Health systems must exceed CMS pricing changes to delight patients

A new year is upon us and with it the activation of the Center for Medicare & Medicaid Service’s (CMS) price transparency rule.

Despite the promise of the dawn of a new era in healthcare transparency, a literal interpretation of the CMS rule will not deliver true transparency and will instead lead to patient confusion and frustration.

The new rule requires only that systems make their current standard charges available online in a machine-readable format at least once a year beginning January 1, 2019. Unfortunately, the standard chargemaster required by CMS is the raw material cost of services. This is the equivalent of pricing a Gap t-shirt using the cost of a bale of cotton. Or comparing gas station prices according to the cost of a barrel of crude oil.

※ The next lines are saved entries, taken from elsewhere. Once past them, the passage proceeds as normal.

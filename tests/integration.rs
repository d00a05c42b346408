//! End-to-end scenarios over the public API: unique constraints,
//! secondary indexes across restart, truncate, upsert squash, read
//! views, and range splits under compaction.

use std::sync::Arc;
use std::time::{Duration, Instant};

use tempfile::TempDir;

use borealdb::config::BoxConfig;
use borealdb::db::{Db, SpaceConfig};
use borealdb::error::ErrorCode;
use borealdb::iterator::IteratorType;
use borealdb::keydef::{FieldType, KeyDef, KeyDefOpts, KeyPart};
use borealdb::msgpack;
use borealdb::space::{IndexDef, IndexKind, SpaceDef, SpaceHandler};
use borealdb::stmt::UPSERT_PENDING;

const SPACE: u32 = 512;

fn init_tracing() {
    let _ = tracing_subscriber::fmt::Subscriber::builder()
        .with_max_level(tracing::Level::INFO)
        .try_init();
}

fn key_def(parts: &[(u32, FieldType)], opts: KeyDefOpts) -> Arc<KeyDef> {
    Arc::new(KeyDef::new(
        parts
            .iter()
            .map(|&(field_no, field_type)| KeyPart {
                field_no,
                field_type,
            })
            .collect(),
        opts,
    ))
}

fn schema_with(
    secondaries: &[(u32, &[(u32, FieldType)])],
    opts: KeyDefOpts,
) -> Vec<SpaceConfig> {
    let mut indexes = vec![IndexDef {
        index_id: 0,
        name: "primary".into(),
        kind: IndexKind::Tree,
        key_def: key_def(&[(0, FieldType::Unsigned)], opts.clone()),
    }];
    for (index_id, parts) in secondaries {
        indexes.push(IndexDef {
            index_id: *index_id,
            name: format!("secondary{index_id}"),
            kind: IndexKind::Tree,
            key_def: key_def(parts, opts.clone()),
        });
    }
    vec![SpaceConfig {
        def: SpaceDef {
            id: SPACE,
            name: "t".into(),
            engine: "vinyl".into(),
            field_count: None,
            temporary: false,
        },
        indexes,
    }]
}

fn tuple_u(values: &[u64]) -> Vec<u8> {
    let mut buf = Vec::new();
    msgpack::write_array_len(&mut buf, values.len() as u32);
    for v in values {
        msgpack::write_uint(&mut buf, *v);
    }
    buf
}

fn key_u(v: u64) -> Vec<u8> {
    tuple_u(&[v])
}

fn decode_u(tuple: &[u8]) -> Vec<u64> {
    let (count, mut pos) = msgpack::read_array_len(tuple).unwrap();
    (0..count)
        .map(|_| {
            let (v, n) = msgpack::read_uint(&tuple[pos..]).unwrap();
            pos += n;
            v
        })
        .collect()
}

fn add_op(field: i64, arg: i64) -> Vec<u8> {
    let mut buf = Vec::new();
    msgpack::write_array_len(&mut buf, 1);
    msgpack::write_array_len(&mut buf, 3);
    msgpack::write_str(&mut buf, "+");
    msgpack::write_int(&mut buf, field);
    msgpack::write_int(&mut buf, arg);
    buf
}

// ------------------------------------------------------------------------------------------------
// Scenario: unique constraint
// ------------------------------------------------------------------------------------------------

#[test]
fn unique_constraint_cites_the_index() {
    init_tracing();
    let tmp = TempDir::new().unwrap();
    let db = Db::open(
        BoxConfig::rooted(tmp.path()),
        schema_with(&[], KeyDefOpts::default()),
    )
    .unwrap();
    let space = db.handler(SPACE);

    space.insert(&tuple_u(&[1, 2, 3])).unwrap();
    space.insert(&tuple_u(&[5, 8, 13])).unwrap();

    let err = space.insert(&tuple_u(&[1, 9, 9])).unwrap_err();
    assert_eq!(err.code, ErrorCode::DuplicateKey);
    assert!(
        err.message.contains("primary") && err.message.contains('t'),
        "error must cite the index and space: {err}"
    );
    db.close().unwrap();
}

// ------------------------------------------------------------------------------------------------
// Scenario: secondary update, surviving restart
// ------------------------------------------------------------------------------------------------

#[test]
fn secondary_update_survives_restart() {
    init_tracing();
    let tmp = TempDir::new().unwrap();
    let schema = || schema_with(&[(1, &[(1, FieldType::Unsigned)])], KeyDefOpts::default());

    {
        let db = Db::open(BoxConfig::rooted(tmp.path()), schema()).unwrap();
        let space = db.handler(SPACE);
        space.insert(&tuple_u(&[1, 2, 3])).unwrap();
        space.insert(&tuple_u(&[5, 8, 13])).unwrap();

        // Update through the secondary key {2}: `+ field 3, 3`.
        space.update(1, &key_u(2), &add_op(3, 3)).unwrap();
        let found = space.get(&key_u(1)).unwrap().unwrap();
        assert_eq!(decode_u(&found), vec![1, 2, 6]);
        db.close().unwrap();
    }

    let db = Db::open(BoxConfig::rooted(tmp.path()), schema()).unwrap();
    let space = db.handler(SPACE);
    let all = space.select(0, IteratorType::All, &[], 100).unwrap();
    let tuples: Vec<Vec<u64>> = all.iter().map(|t| decode_u(t)).collect();
    assert_eq!(tuples, vec![vec![1, 2, 6], vec![5, 8, 13]]);

    // The secondary also still resolves after restart.
    let by_secondary = space.select(1, IteratorType::Eq, &key_u(2), 10).unwrap();
    assert_eq!(by_secondary.len(), 1);
    assert_eq!(decode_u(&by_secondary[0]), vec![1, 2, 6]);
    db.close().unwrap();
}

// ------------------------------------------------------------------------------------------------
// Scenario: truncate
// ------------------------------------------------------------------------------------------------

#[test]
fn truncate_drops_all_rows() {
    init_tracing();
    let tmp = TempDir::new().unwrap();
    let db = Db::open(
        BoxConfig::rooted(tmp.path()),
        schema_with(&[], KeyDefOpts::default()),
    )
    .unwrap();
    let space = db.handler(SPACE);

    space.insert(&tuple_u(&[44])).unwrap();
    db.truncate(SPACE).unwrap();
    space.insert(&tuple_u(&[55])).unwrap();

    let all = space.select(0, IteratorType::All, &[], 100).unwrap();
    let tuples: Vec<Vec<u64>> = all.iter().map(|t| decode_u(t)).collect();
    assert_eq!(tuples, vec![vec![55]]);
    db.close().unwrap();
}

// ------------------------------------------------------------------------------------------------
// Scenario: upsert squash
// ------------------------------------------------------------------------------------------------

#[test]
fn two_hundred_upserts_squash_in_background() {
    init_tracing();
    let tmp = TempDir::new().unwrap();
    let db = Db::open(
        BoxConfig::rooted(tmp.path()),
        schema_with(&[], KeyDefOpts::default()),
    )
    .unwrap();
    let space = db.handler(SPACE);

    space.replace(&tuple_u(&[7, 0])).unwrap();
    // A checkpoint gives the key on-disk history, so the upserts stack
    // instead of materializing at write time.
    db.checkpoint().unwrap();

    for _ in 0..200 {
        space.upsert(&tuple_u(&[7, 0]), &add_op(2, 1)).unwrap();
    }

    let found = space.get(&key_u(7)).unwrap().unwrap();
    assert_eq!(decode_u(&found), vec![7, 200]);

    // The squash worker materializes the chain: eventually the newest
    // version of the key stops being "pending".
    let index = db.space(SPACE).unwrap();
    let lsm = Arc::clone(index.primary().unwrap().lsm());
    let deadline = Instant::now() + Duration::from_secs(10);
    loop {
        let range = lsm.find_range(&key_u(7)).unwrap();
        let newest = range
            .active_mem()
            .unwrap()
            .newest_visible(&key_u(7), i64::MAX)
            .unwrap();
        if newest.is_some_and(|s| s.n_upserts() != UPSERT_PENDING) {
            break;
        }
        assert!(Instant::now() < deadline, "squash never ran");
        std::thread::sleep(Duration::from_millis(50));
    }

    // The value is unchanged by the squash.
    let found = space.get(&key_u(7)).unwrap().unwrap();
    assert_eq!(decode_u(&found), vec![7, 200]);
    db.close().unwrap();
}

// ------------------------------------------------------------------------------------------------
// Scenario: read view
// ------------------------------------------------------------------------------------------------

#[test]
fn read_view_commits_without_conflict() {
    init_tracing();
    let tmp = TempDir::new().unwrap();
    let db = Db::open(
        BoxConfig::rooted(tmp.path()),
        schema_with(&[], KeyDefOpts::default()),
    )
    .unwrap();
    let space = db.handler(SPACE);

    space.replace(&tuple_u(&[1, 100])).unwrap(); // v1

    let a = db.begin(true);
    space.replace(&tuple_u(&[1, 200])).unwrap(); // v2 commits under A

    let seen = a.get(SPACE, &key_u(1)).unwrap().unwrap();
    assert_eq!(decode_u(&seen), vec![1, 100], "A reads v1");
    a.commit().unwrap();

    let b = db.begin(true);
    let seen = b.get(SPACE, &key_u(1)).unwrap().unwrap();
    assert_eq!(decode_u(&seen), vec![1, 200], "a new tx sees v2");
    b.commit().unwrap();
    db.close().unwrap();
}

// ------------------------------------------------------------------------------------------------
// Scenario: split under compaction
// ------------------------------------------------------------------------------------------------

#[test]
fn compaction_splits_an_oversized_range() {
    init_tracing();
    let tmp = TempDir::new().unwrap();
    // Tiny ranges and pages so a handful of checkpoints produce runs
    // past the 4/3 split threshold.
    let opts = KeyDefOpts {
        range_size: 8 * 1024,
        page_size: 1024,
        compact_wm: 2,
        ..KeyDefOpts::default()
    };
    let db = Db::open(BoxConfig::rooted(tmp.path()), schema_with(&[], opts)).unwrap();
    let space = db.handler(SPACE);

    let index = db.space(SPACE).unwrap();
    let lsm = Arc::clone(index.primary().unwrap().lsm());

    let mut key = 0u64;
    let deadline = Instant::now() + Duration::from_secs(60);
    loop {
        // Pour in a batch of fat tuples and checkpoint to force runs.
        for _ in 0..300 {
            space
                .replace(&tuple_u(&[key, key, key, key, key, key, key, key]))
                .unwrap();
            key += 1;
        }
        db.checkpoint().unwrap();

        if lsm.ranges().len() >= 2 {
            break;
        }
        assert!(Instant::now() < deadline, "range never split");
    }

    // The cover stays contiguous: first begin −∞, last end +∞, bounds
    // chained in between.
    let ranges = lsm.ranges();
    assert!(ranges[0].begin().is_none());
    assert!(ranges.last().unwrap().end().is_none());
    for pair in ranges.windows(2) {
        assert_eq!(
            pair[0].end().expect("inner bound"),
            pair[1].begin().expect("inner bound"),
            "cover must be contiguous"
        );
    }

    // Every key written is still readable.
    let all = space.select(0, IteratorType::All, &[], key as usize + 10).unwrap();
    assert_eq!(all.len(), key as usize);
    db.close().unwrap();
}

Patients do not want the raw material cost for medical services. They need an adjustment from raw input cost into the end retail price for services. At a time when 9 in 10 patients expect health systems to provide digital price transparency tools, system leadership must go above and beyond the CMS baseline changes to attract and retain patients. Barak Richman, a law professor at Duke University put it best in a recent Health Leaders article about the impact of the CMS rule: "Chargemasters are enormous spreadsheets with incredibly complicated codes that no one short of a billing expert would be able to make sense of.”

Innovative systems are already in front of the CMS with more aggressive transparency initiatives. St Luke’s University Health Network has built a Price Checker product that allows patients to search for prices for common diagnostics and procedures along with viewable options for payment. When asked in a recent Morning Call article about this, SVP of Finance Francine Botek explained:

“[Standard charges] are similar to hotel rack room rates or automobile sales ‘list prices’ (that) no one pays..while we believe that the CMS requirement is a move in the right direction, it does not provide patients with an easy answer to what health services actually cost.”

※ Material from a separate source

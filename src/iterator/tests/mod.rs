pub mod helpers;
mod tests_mem_iter;
mod tests_read;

St Luke’s is not alone in recognizing this problem. In fact, in a PMMC Healthcare Business Insights survey 92% of providers said they are concerned about how patients will respond to seeing chargemaster prices. Here are three keys that systems should keep in mind as they seek to meet patient pricing demands.

1. Make It Easy

Patients are simply consumers, accustomed to digital, self service models for everything from retail to travel experiences. They do not want to call hospital support teams for information. Put the power in their hands and alleviate your own operational burdens through an intuitive, self-service pricing tool that’s accessible by a mobile phone.

2. Personalized Quotes

More than knowing the retail cost of services, patients want to understand what it will cost them individually. Providers must deliver personalization in the form of tools that account for a patient’s insurance information to give them an accurate, actionable estimate.

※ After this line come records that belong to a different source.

//! In-memory statement trees.
//!
//! A [`VyMem`] absorbs committed statements for one range until a dump
//! moves them to disk. Statements are ordered by `(key per the index
//! key definition ASC, lsn DESC)`, so the newest version of a key is
//! always the first entry of its key group.
//!
//! The tree carries a 32-bit version, bumped on every insert; iterators
//! snapshot the version and rebuild through `restore()` when it moved.
//! `used` tracks the bytes consumed by resident statements and is
//! charged against the engine quota by the committer. A dumped mem is
//! dropped wholesale, reclaiming its whole LSN epoch in one step.

#[cfg(test)]
mod tests;

use std::collections::BTreeMap;
use std::ops::Bound;
use std::sync::atomic::{AtomicI64, AtomicU32, AtomicUsize, Ordering as AtomicOrdering};
use std::sync::{Arc, RwLock};

use thiserror::Error;

use crate::keydef::KeyDef;
use crate::stmt::{Statement, StmtError};

// ------------------------------------------------------------------------------------------------
// Error Types
// ------------------------------------------------------------------------------------------------

/// Errors returned by mem operations.
#[derive(Debug, Error)]
pub enum MemError {
    /// Key extraction failure.
    #[error("statement error: {0}")]
    Stmt(#[from] StmtError),

    /// Internal invariant violation or poisoned lock.
    #[error("internal error: {0}")]
    Internal(String),
}

// ------------------------------------------------------------------------------------------------
// Tree key
// ------------------------------------------------------------------------------------------------

/// Sentinel LSN that sorts a probe before every real version of a key.
pub const LSN_PROBE: i64 = i64::MAX - 1;

/// Tree ordering key: extracted key bytes compared through the index
/// key definition, then LSN descending.
#[derive(Clone)]
struct TreeKey {
    key_def: Arc<KeyDef>,
    key: Box<[u8]>,
    lsn: i64,
}

impl TreeKey {
    fn order_keys(&self, other: &TreeKey) -> std::cmp::Ordering {
        self.key_def
            .compare_keys(&self.key, &other.key)
            // Keys in the tree are pre-validated; a decode failure can
            // only mean corruption, where byte order keeps the tree
            // total and deterministic.
            .unwrap_or_else(|_| self.key.cmp(&other.key))
    }
}

impl PartialEq for TreeKey {
    fn eq(&self, other: &Self) -> bool {
        self.cmp(other) == std::cmp::Ordering::Equal
    }
}
impl Eq for TreeKey {}
impl PartialOrd for TreeKey {
    fn partial_cmp(&self, other: &Self) -> Option<std::cmp::Ordering> {
        Some(self.cmp(other))
    }
}
impl Ord for TreeKey {
    fn cmp(&self, other: &Self) -> std::cmp::Ordering {
        self.order_keys(other)
            .then_with(|| other.lsn.cmp(&self.lsn))
    }
}

impl std::fmt::Debug for TreeKey {
    fn fmt(&self, f: &mut std::fmt::Formatter<'_>) -> std::fmt::Result {
        f.debug_struct("TreeKey")
            .field("lsn", &self.lsn)
            .finish_non_exhaustive()
    }
}

// ------------------------------------------------------------------------------------------------
// VyMem
// ------------------------------------------------------------------------------------------------

/// One in-memory statement tree. See the [module docs](self).
pub struct VyMem {
    key_def: Arc<KeyDef>,
    tree: RwLock<BTreeMap<TreeKey, Arc<Statement>>>,
    /// Bumped on every insert so iterators can detect mutation.
    version: AtomicU32,
    /// Bytes consumed by resident statement payloads.
    used: AtomicUsize,
    min_lsn: AtomicI64,
    max_lsn: AtomicI64,
}

impl VyMem {
    /// Creates an empty mem ordered by `key_def`.
    pub fn new(key_def: Arc<KeyDef>) -> Arc<VyMem> {
        Arc::new(VyMem {
            key_def,
            tree: RwLock::new(BTreeMap::new()),
            version: AtomicU32::new(0),
            used: AtomicUsize::new(0),
            min_lsn: AtomicI64::new(i64::MAX),
            max_lsn: AtomicI64::new(0),
        })
    }

    /// Key definition this mem is ordered by.
    pub fn key_def(&self) -> &Arc<KeyDef> {
        &self.key_def
    }

    /// Inserts a statement, unique by `(key, lsn)`; a duplicate insert
    /// of the same version replaces the previous pointer.
    pub fn insert(&self, stmt: Arc<Statement>) -> Result<(), MemError> {
        let key = stmt.extract_key(&self.key_def)?;
        let lsn = stmt.lsn();
        let size = stmt.data().len() + stmt.ops().map_or(0, <[u8]>::len);

        let tree_key = TreeKey {
            key_def: Arc::clone(&self.key_def),
            key: key.into_boxed_slice(),
            lsn,
        };
        {
            let mut tree = self
                .tree
                .write()
                .map_err(|_| MemError::Internal("RwLock poisoned".into()))?;
            tree.insert(tree_key, stmt);
        }

        self.used.fetch_add(size, AtomicOrdering::AcqRel);
        self.min_lsn.fetch_min(lsn, AtomicOrdering::AcqRel);
        self.max_lsn.fetch_max(lsn, AtomicOrdering::AcqRel);
        self.version.fetch_add(1, AtomicOrdering::AcqRel);
        Ok(())
    }

    /// Next older version of the statement's key: the entry with the
    /// same key and the greatest `lsn < stmt.lsn()`.
    pub fn older_lsn(&self, stmt: &Statement) -> Result<Option<Arc<Statement>>, MemError> {
        let key = stmt.extract_key(&self.key_def)?;
        let probe = TreeKey {
            key_def: Arc::clone(&self.key_def),
            key: key.clone().into_boxed_slice(),
            lsn: stmt.lsn(),
        };
        let tree = self
            .tree
            .read()
            .map_err(|_| MemError::Internal("RwLock poisoned".into()))?;
        for (tree_key, candidate) in tree.range((Bound::Excluded(probe.clone()), Bound::Unbounded)) {
            if probe.order_keys(tree_key) != std::cmp::Ordering::Equal {
                return Ok(None);
            }
            if tree_key.lsn < stmt.lsn() {
                return Ok(Some(Arc::clone(candidate)));
            }
        }
        Ok(None)
    }

    /// Newest version of `key` with `lsn ≤ vlsn`, if any.
    pub fn newest_visible(
        &self,
        key: &[u8],
        vlsn: i64,
    ) -> Result<Option<Arc<Statement>>, MemError> {
        let probe = TreeKey {
            key_def: Arc::clone(&self.key_def),
            key: key.to_vec().into_boxed_slice(),
            lsn: LSN_PROBE,
        };
        let tree = self
            .tree
            .read()
            .map_err(|_| MemError::Internal("RwLock poisoned".into()))?;
        for (tree_key, candidate) in tree.range(probe.clone()..) {
            if probe.order_keys(tree_key) != std::cmp::Ordering::Equal {
                return Ok(None);
            }
            if tree_key.lsn <= vlsn {
                return Ok(Some(Arc::clone(candidate)));
            }
        }
        Ok(None)
    }

    /// Snapshots all statements at or after `key` in key order (all
    /// versions, newest first per key). An empty `key` starts at −∞.
    pub fn collect_from(&self, key: &[u8]) -> Result<Vec<Arc<Statement>>, MemError> {
        let tree = self
            .tree
            .read()
            .map_err(|_| MemError::Internal("RwLock poisoned".into()))?;
        if key.is_empty() {
            return Ok(tree.values().cloned().collect());
        }
        let probe = TreeKey {
            key_def: Arc::clone(&self.key_def),
            key: key.to_vec().into_boxed_slice(),
            lsn: LSN_PROBE,
        };
        Ok(tree.range(probe..).map(|(_, v)| Arc::clone(v)).collect())
    }

    /// Snapshots all statements up to and including key group `key`,
    /// in key order. An empty `key` means all of the tree.
    pub fn collect_to(&self, key: &[u8]) -> Result<Vec<Arc<Statement>>, MemError> {
        let tree = self
            .tree
            .read()
            .map_err(|_| MemError::Internal("RwLock poisoned".into()))?;
        if key.is_empty() {
            return Ok(tree.values().cloned().collect());
        }
        // The upper probe sorts after every version of `key` (lsn = -1
        // orders below all real LSNs of the same key).
        let probe = TreeKey {
            key_def: Arc::clone(&self.key_def),
            key: key.to_vec().into_boxed_slice(),
            lsn: -1,
        };
        Ok(tree
            .range(..=probe)
            .map(|(_, v)| Arc::clone(v))
            .collect())
    }

    /// Snapshots the whole tree in key order.
    pub fn collect_all(&self) -> Result<Vec<Arc<Statement>>, MemError> {
        self.collect_from(&[])
    }

    /// Number of resident statements.
    pub fn len(&self) -> usize {
        self.tree.read().map(|t| t.len()).unwrap_or(0)
    }

    /// Whether the tree is empty.
    pub fn is_empty(&self) -> bool {
        self.len() == 0
    }

    /// Mutation counter.
    pub fn version(&self) -> u32 {
        self.version.load(AtomicOrdering::Acquire)
    }

    /// Bytes consumed by resident statements.
    pub fn used(&self) -> usize {
        self.used.load(AtomicOrdering::Acquire)
    }

    /// Lowest LSN resident in this mem ([`i64::MAX`] when empty).
    pub fn min_lsn(&self) -> i64 {
        self.min_lsn.load(AtomicOrdering::Acquire)
    }

    /// Highest LSN resident in this mem (0 when empty).
    pub fn max_lsn(&self) -> i64 {
        self.max_lsn.load(AtomicOrdering::Acquire)
    }
}

impl std::fmt::Debug for VyMem {
    fn fmt(&self, f: &mut std::fmt::Formatter<'_>) -> std::fmt::Result {
        f.debug_struct("VyMem")
            .field("len", &self.len())
            .field("used", &self.used())
            .field("version", &self.version())
            .field("min_lsn", &self.min_lsn())
            .field("max_lsn", &self.max_lsn())
            .finish()
    }
}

3. Prioritize High Demand Services

It’s easy to feel overwhelmed by the breadth and complexity of services. The 80/20 rule applies well in this case. By addressing providing personalized out of pocket pricing details on the most common 20% of diagnostics and procedures, you can likely address 80% of patient requests. This makes it easier on patients and your development teams. Just be sure to provide obvious and easy paths to escalation for the remaining estimate requests.